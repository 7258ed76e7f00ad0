use super::model::{
    check_new_id, is_id_too_long, IdViolation, ListNewsParams, Message, News, NewsCreate,
    NewsFilter, NewsList, NewsQuery, NewsUpdate, SortField, SortOrder, DEFAULT_LIMIT,
};
use super::repository::NewsStore;
use crate::types::{InfraError, NewsError, NewsResult};
use std::sync::Arc;

const ID_TOO_LONG: &str = "ID exceeds maximum length of 255 characters.";

/// ニュース記事の操作（入力検証とストアへの委譲）
///
/// ストアはトレイトオブジェクトとして注入するため、
/// テスト時はインメモリ実装に差し替えられる。
#[derive(Clone)]
pub struct NewsService {
    store: Arc<dyn NewsStore>,
}

impl NewsService {
    pub fn new(store: Arc<dyn NewsStore>) -> Self {
        Self { store }
    }

    /// 記事を1件登録する
    ///
    /// 重複IDの判定は事前確認ではなく、書き込み時の一意制約違反で行う。
    pub async fn create(&self, input: NewsCreate) -> NewsResult<News> {
        let id = match check_new_id(input.id.as_deref()) {
            Ok(id) => id.to_string(),
            Err(IdViolation::Missing) => {
                return Err(NewsError::validation("ID must be provided by the client."))
            }
            Err(IdViolation::TooLong) => return Err(NewsError::validation(ID_TOO_LONG)),
        };
        input
            .check_lengths()
            .map_err(|v| NewsError::validation(v.to_string()))?;

        let news = input.into_news(id);
        match self.store.insert(&news).await {
            Ok(created) => {
                tracing::info!(id = %created.id, "ニュース記事を登録しました");
                Ok(created)
            }
            Err(e) if e.is_integrity_violation() => {
                tracing::warn!(id = %news.id, error = %e, "ニュース記事の登録で競合");
                Err(NewsError::conflict("News article with this ID already exists."))
            }
            Err(e) => Err(infra_failure(e)),
        }
    }

    /// 記事をまとめて登録する
    ///
    /// 検証は先頭から順に行い、最初の違反で中断する。
    /// 保存は単一のバッチで行い、衝突があれば1件も保存しない。
    pub async fn bulk_create(&self, inputs: Vec<NewsCreate>) -> NewsResult<Vec<News>> {
        let mut batch = Vec::with_capacity(inputs.len());
        for input in inputs {
            let id = match check_new_id(input.id.as_deref()) {
                Ok(id) => id.to_string(),
                Err(IdViolation::Missing) => {
                    return Err(NewsError::validation(
                        "Each news article must have an ID provided by the client.",
                    ))
                }
                Err(IdViolation::TooLong) => {
                    return Err(NewsError::validation(format!(
                        "ID exceeds maximum length of 255 characters: {}",
                        input.id.as_deref().unwrap_or_default()
                    )))
                }
            };
            input
                .check_lengths()
                .map_err(|v| NewsError::validation(format!("{} (id: {})", v, id)))?;
            batch.push(input.into_news(id));
        }

        if batch.is_empty() {
            return Ok(Vec::new());
        }

        match self.store.insert_many(&batch).await {
            Ok(created) => {
                tracing::info!(count = created.len(), "ニュース記事を一括登録しました");
                Ok(created)
            }
            Err(InfraError::IntegrityViolation { detail, .. }) => {
                tracing::warn!(count = batch.len(), %detail, "ニュース記事の一括登録で競合");
                Err(NewsError::conflict(format!(
                    "One or more news articles have duplicate IDs or invalid data. Error: {}",
                    detail
                )))
            }
            Err(e) => Err(infra_failure(e)),
        }
    }

    /// 条件に一致する記事のページと総数を返す
    pub async fn list(&self, params: ListNewsParams) -> NewsResult<NewsList> {
        let query = build_query(params)?;

        let (data, count) = self.store.page(&query).await.map_err(infra_failure)?;

        Ok(NewsList { data, count })
    }

    /// IDで記事を取得する
    pub async fn get(&self, id: &str) -> NewsResult<News> {
        ensure_id_length(id)?;
        self.store
            .fetch(id)
            .await
            .map_err(infra_failure)?
            .ok_or(NewsError::NotFound)
    }

    /// 指定されたフィールドのみ更新する
    pub async fn update(&self, id: &str, changes: NewsUpdate) -> NewsResult<News> {
        ensure_id_length(id)?;
        changes
            .check_lengths()
            .map_err(|v| NewsError::validation(v.to_string()))?;

        match self.store.update(id, &changes).await {
            Ok(Some(updated)) => {
                tracing::info!(%id, "ニュース記事を更新しました");
                Ok(updated)
            }
            Ok(None) => Err(NewsError::NotFound),
            Err(e) if e.is_integrity_violation() => {
                tracing::warn!(%id, error = %e, "ニュース記事の更新で制約違反");
                Err(NewsError::conflict(
                    "Failed to update news article due to integrity constraints.",
                ))
            }
            Err(e) => Err(infra_failure(e)),
        }
    }

    /// 記事を削除する
    pub async fn delete(&self, id: &str) -> NewsResult<Message> {
        ensure_id_length(id)?;
        if self.store.delete(id).await.map_err(infra_failure)? {
            tracing::info!(%id, "ニュース記事を削除しました");
            Ok(Message::new("News article deleted successfully."))
        } else {
            Err(NewsError::NotFound)
        }
    }

    /// 登録済みのカテゴリ一覧
    pub async fn categories(&self) -> NewsResult<Vec<String>> {
        self.store.categories().await.map_err(infra_failure)
    }
}

/// 生パラメータを検証済みの検索条件に変換する
fn build_query(params: ListNewsParams) -> NewsResult<NewsQuery> {
    let limit = params.limit.unwrap_or(DEFAULT_LIMIT);
    if limit < 1 {
        return Err(NewsError::validation("limit must be greater than or equal to 1."));
    }
    let offset = params.offset.unwrap_or(0);
    if offset < 0 {
        return Err(NewsError::validation("offset must be greater than or equal to 0."));
    }

    let sort = match params.sort.as_deref() {
        Some(raw) => raw
            .parse::<SortField>()
            .map_err(|e| NewsError::validation(e.to_string()))?,
        None => SortField::default(),
    };
    let order = params
        .order
        .as_deref()
        .map(SortOrder::from_param)
        .unwrap_or_default();

    Ok(NewsQuery {
        filter: NewsFilter::new(params.query, params.category, params.source_name),
        sort,
        order,
        limit,
        offset,
    })
}

fn ensure_id_length(id: &str) -> NewsResult<()> {
    if is_id_too_long(id) {
        Err(NewsError::validation(ID_TOO_LONG))
    } else {
        Ok(())
    }
}

fn infra_failure(e: InfraError) -> NewsError {
    tracing::error!(error = %e, "ストア操作に失敗しました");
    NewsError::Infra(e)
}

◆ **What the exercise asks**:
Since only a number is wanted, please say how many lines in the data include the word "categories".

◆ **Result for this task**:
2